//! # Xen Game Loop
//!
//! Two long-lived threads share one [`StateBuffer`]:
//!
//! ```text
//!  simulation thread                         render thread (caller of run)
//! ┌──────────────────────────┐              ┌──────────────────────────────┐
//! │ 1. clock.tick()          │              │ 1. poll platform events      │
//! │ 2. write_buffer()        │   publish    │ 2. swap_read_buffer()        │
//! │ 3. simulation.update()   │ ───────────> │ 3. game.draw(read snapshot)  │
//! │ 4. publish()             │              │ 4. debug overlay (optional)  │
//! │ 5. clock.update()        │   commands   │ 5. render.execute()          │
//! │ 6. record tick time      │ ───────────> │    (GPU timer around 3-5)    │
//! │ 7. pace to tick rate     │              │ 6. present, record frame     │
//! └──────────────────────────┘              └──────────────────────────────┘
//!            ▲                                          │
//!            └────────── running flag (AtomicBool) ─────┘
//! ```
//!
//! Shutdown: clear the flag, join the simulation thread, stop its clock, then
//! unload content and release every GPU object the snapshots still hold, all
//! on the render thread.

use std::sync::atomic::{AtomicBool, Ordering};
use std::sync::Arc;
use std::thread;
use std::time::Instant;

use xen_core::{Clock, StateBuffer, SwapOutcome};
use xen_rendering::{CommandSender, GpuTimer, RenderSystem};

use crate::config::{EngineConfig, SimulationConfig};
use crate::error::{EngineError, EngineResult};
use crate::game::{Game, Simulation, TickContext};
use crate::platform::{Key, Platform, PlatformEvent};
use crate::telemetry::{millis, FrameTelemetry};

/// Name given to the simulation thread.
pub const SIMULATION_THREAD_NAME: &str = "xen-simulation";

/// Requests shutdown from any thread.
#[derive(Debug, Clone)]
pub struct ShutdownHandle {
    running: Arc<AtomicBool>,
}

impl ShutdownHandle {
    /// Clears the running flag. Both loops finish their current iteration
    /// and stop.
    pub fn quit(&self) {
        self.running.store(false, Ordering::Release);
    }

    /// Returns true while a run is in progress and no quit was requested.
    #[must_use]
    pub fn is_running(&self) -> bool {
        self.running.load(Ordering::Acquire)
    }
}

/// What a finished run did.
#[derive(Debug, Clone, Copy, Default, PartialEq)]
pub struct RunSummary {
    /// Frames presented.
    pub frames: u64,
    /// Simulation ticks published.
    pub ticks: u64,
    /// Frames that re-rendered an old snapshot.
    pub stale_frames: u64,
    /// Snapshots replaced before the renderer saw them.
    pub dropped_snapshots: u64,
    /// GPU objects released from the state buffer at shutdown.
    pub released_resources: usize,
    /// Simulation clock time from start to stop, in milliseconds.
    pub elapsed_ms: f32,
}

/// Clears the running flag when dropped, including during unwinding.
struct StopOnDrop<'a>(&'a AtomicBool);

impl Drop for StopOnDrop<'_> {
    fn drop(&mut self) {
        self.0.store(false, Ordering::Release);
    }
}

/// The engine driver.
///
/// `run` borrows the loop immutably, so telemetry can be read from other
/// threads while it runs.
#[derive(Debug)]
pub struct GameLoop {
    config: EngineConfig,
    running: Arc<AtomicBool>,
    telemetry: FrameTelemetry,
}

impl GameLoop {
    /// Creates a driver for `config`.
    #[must_use]
    pub fn new(config: EngineConfig) -> Self {
        Self {
            config,
            running: Arc::new(AtomicBool::new(false)),
            telemetry: FrameTelemetry::new(),
        }
    }

    /// Handle that ends the current run.
    ///
    /// A quit issued before [`run`](Self::run) starts is overridden by it.
    #[must_use]
    pub fn shutdown_handle(&self) -> ShutdownHandle {
        ShutdownHandle {
            running: Arc::clone(&self.running),
        }
    }

    /// Live timing metrics.
    #[must_use]
    pub fn telemetry(&self) -> &FrameTelemetry {
        &self.telemetry
    }

    /// Engine settings.
    #[must_use]
    pub fn config(&self) -> &EngineConfig {
        &self.config
    }

    /// Runs the game until the platform closes, Escape is pressed (with
    /// `escape_to_quit`), or [`ShutdownHandle::quit`] is called.
    ///
    /// Blocks the calling thread, which becomes the render thread and must
    /// be the one that owns `platform`.
    ///
    /// # Errors
    ///
    /// - [`EngineError::InvalidConfig`] for a bad config
    /// - [`EngineError::Render`] if the device cannot be created
    /// - whatever [`Game::load_content`] returns
    /// - [`EngineError::ThreadSpawn`] if the simulation thread cannot start
    /// - [`EngineError::SimulationPanicked`] if it panicked
    ///
    /// Content is unloaded and GPU objects released on every path past
    /// `load_content`.
    pub fn run<P, G, S>(&self, platform: &mut P, game: &mut G, mut simulation: S) -> EngineResult<RunSummary>
    where
        P: Platform,
        G: Game,
        S: Simulation,
    {
        self.config.validate()?;

        let (width, height) = platform.framebuffer_size();
        let device = platform.create_device()?;
        tracing::info!("'{}' starting on {} device at {}x{}", self.config.title, device.name(), width, height);

        let mut render = RenderSystem::new(device, width, height);
        let initial = game.load_content(&mut render)?;
        let loaded = render.execute();
        tracing::debug!("load_content: {} commands, {} entities", loaded, initial.entity_count());

        let mut state = StateBuffer::new();
        state.init(&initial)?;
        drop(initial);

        let commands = render.sender();
        self.running.store(true, Ordering::Release);

        let outcome = thread::scope(|scope| -> EngineResult<Clock> {
            let sim_state = &state;
            let sim_running = &*self.running;
            let sim_config = &self.config.simulation;
            let telemetry = &self.telemetry;
            let simulation = &mut simulation;
            let commands = &commands;

            let stop = StopOnDrop(&*self.running);
            let sim = thread::Builder::new()
                .name(SIMULATION_THREAD_NAME.to_string())
                .spawn_scoped(scope, move || {
                    simulation_loop(sim_state, simulation, commands, sim_config, sim_running, telemetry)
                })
                .map_err(EngineError::ThreadSpawn)?;

            let rendered = self.render_loop(platform, game, &mut render, &state);
            drop(stop);

            let clock = sim.join().map_err(|_| EngineError::SimulationPanicked)??;
            rendered?;
            Ok(clock)
        })
        .map(|mut clock| {
            clock.stop();
            clock.elapsed()
        });

        game.unload_content(&mut render);
        render.execute();
        let released_resources = render.release_state(&mut state);
        let elapsed_ms = outcome?;

        let telemetry = self.telemetry.snapshot();
        let summary = RunSummary {
            frames: telemetry.frames,
            ticks: telemetry.ticks,
            stale_frames: telemetry.stale_frames,
            dropped_snapshots: telemetry.dropped_snapshots,
            released_resources,
            elapsed_ms,
        };
        tracing::info!(
            "'{}' stopped after {:.1} ms: {} frames, {} ticks, {} stale frames, {} dropped snapshots, {} GPU objects released",
            self.config.title,
            summary.elapsed_ms,
            summary.frames,
            summary.ticks,
            summary.stale_frames,
            summary.dropped_snapshots,
            summary.released_resources
        );
        Ok(summary)
    }

    fn render_loop<P: Platform, G: Game>(
        &self,
        platform: &mut P,
        game: &mut G,
        render: &mut RenderSystem,
        state: &StateBuffer,
    ) -> EngineResult<()> {
        let mut events = Vec::new();
        let mut gpu_timer = GpuTimer::new();
        let mut clock = Clock::new();
        clock.start();

        while self.running.load(Ordering::Acquire) {
            clock.tick();

            events.clear();
            platform.poll_events(&mut events);
            if !self.handle_events(&events, game, render) {
                break;
            }

            state.swap_read_buffer()?;

            let cpu_start = Instant::now();
            let snapshot = state.read_buffer()?;
            gpu_timer.begin(render.device_mut());
            game.draw(&snapshot, render);
            if self.config.debug_overlay {
                game.draw_debug_ui(&self.telemetry.snapshot(), render);
            }
            render.execute();
            let render_cpu_ms = millis(cpu_start.elapsed());
            let gpu_ms = gpu_timer.end(render.device_mut());
            drop(snapshot);

            platform.present();
            clock.update();

            self.telemetry.record_frame(render_cpu_ms, gpu_ms, clock.frame_time());
            self.telemetry.record_backpressure(state.stats());
        }
        Ok(())
    }

    /// Returns false when the run should end.
    fn handle_events<G: Game>(&self, events: &[PlatformEvent], game: &mut G, render: &mut RenderSystem) -> bool {
        let mut keep_running = true;
        for event in events {
            game.handle_event(event);
            match *event {
                PlatformEvent::CloseRequested => {
                    tracing::info!("close requested");
                    keep_running = false;
                }
                PlatformEvent::KeyPressed(Key::Escape) if self.config.escape_to_quit => {
                    tracing::info!("escape pressed, quitting");
                    keep_running = false;
                }
                PlatformEvent::Resized { width, height } => {
                    let notified = render.notify_resize(width, height);
                    tracing::debug!("resized to {}x{}, {} volatiles notified", width, height, notified);
                }
                PlatformEvent::KeyPressed(_) => {}
            }
        }
        if !keep_running {
            self.running.store(false, Ordering::Release);
        }
        keep_running
    }
}

fn simulation_loop<S: Simulation>(
    state: &StateBuffer,
    simulation: &mut S,
    commands: &CommandSender,
    config: &SimulationConfig,
    running: &AtomicBool,
    telemetry: &FrameTelemetry,
) -> EngineResult<Clock> {
    let _stop = StopOnDrop(running);
    let period = config.fixed_tick();
    let mut clock = Clock::new();
    clock.start();
    let mut tick = 0u64;

    tracing::debug!("simulation thread started, period {:?}", period);
    while running.load(Ordering::Acquire) {
        let tick_start = Instant::now();
        let delta = clock.tick();
        tick += 1;

        let mut write = state.write_buffer()?;
        write.set_tick(tick);
        let ctx = TickContext {
            tick,
            delta_time: delta.as_secs_f32().min(config.max_delta_seconds),
            elapsed_ms: clock.elapsed(),
            commands,
        };
        simulation.update(&mut write, &ctx);
        if write.publish() == SwapOutcome::Superseded {
            tracing::trace!("tick {} replaced an unread snapshot", tick);
        }

        clock.update();
        telemetry.record_tick(clock.frame_time());

        match period {
            Some(period) => {
                let spent = tick_start.elapsed();
                if spent < period {
                    thread::sleep(period - spent);
                }
            }
            None => thread::yield_now(),
        }
    }
    tracing::debug!("simulation thread stopped after {} ticks", tick);
    Ok(clock)
}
● ● ●
§ Your instructions
Only the lines above starting at the one containing "a bad config" and ending at the one containing "let device = platform.create_device()?;", both included, are to be returned, exactly as they read.

§ Written answer
    /// - [`EngineError::InvalidConfig`] for a bad config
    /// - [`EngineError::Render`] if the device cannot be created
    /// - whatever [`Game::load_content`] returns
    /// - [`EngineError::ThreadSpawn`] if the simulation thread cannot start
    /// - [`EngineError::SimulationPanicked`] if it panicked
    ///
    /// Content is unloaded and GPU objects released on every path past
    /// `load_content`.
    pub fn run<P, G, S>(&self, platform: &mut P, game: &mut G, mut simulation: S) -> EngineResult<RunSummary>
    where
        P: Platform,
        G: Game,
        S: Simulation,
    {
        self.config.validate()?;

        let (width, height) = platform.framebuffer_size();
        let device = platform.create_device()?;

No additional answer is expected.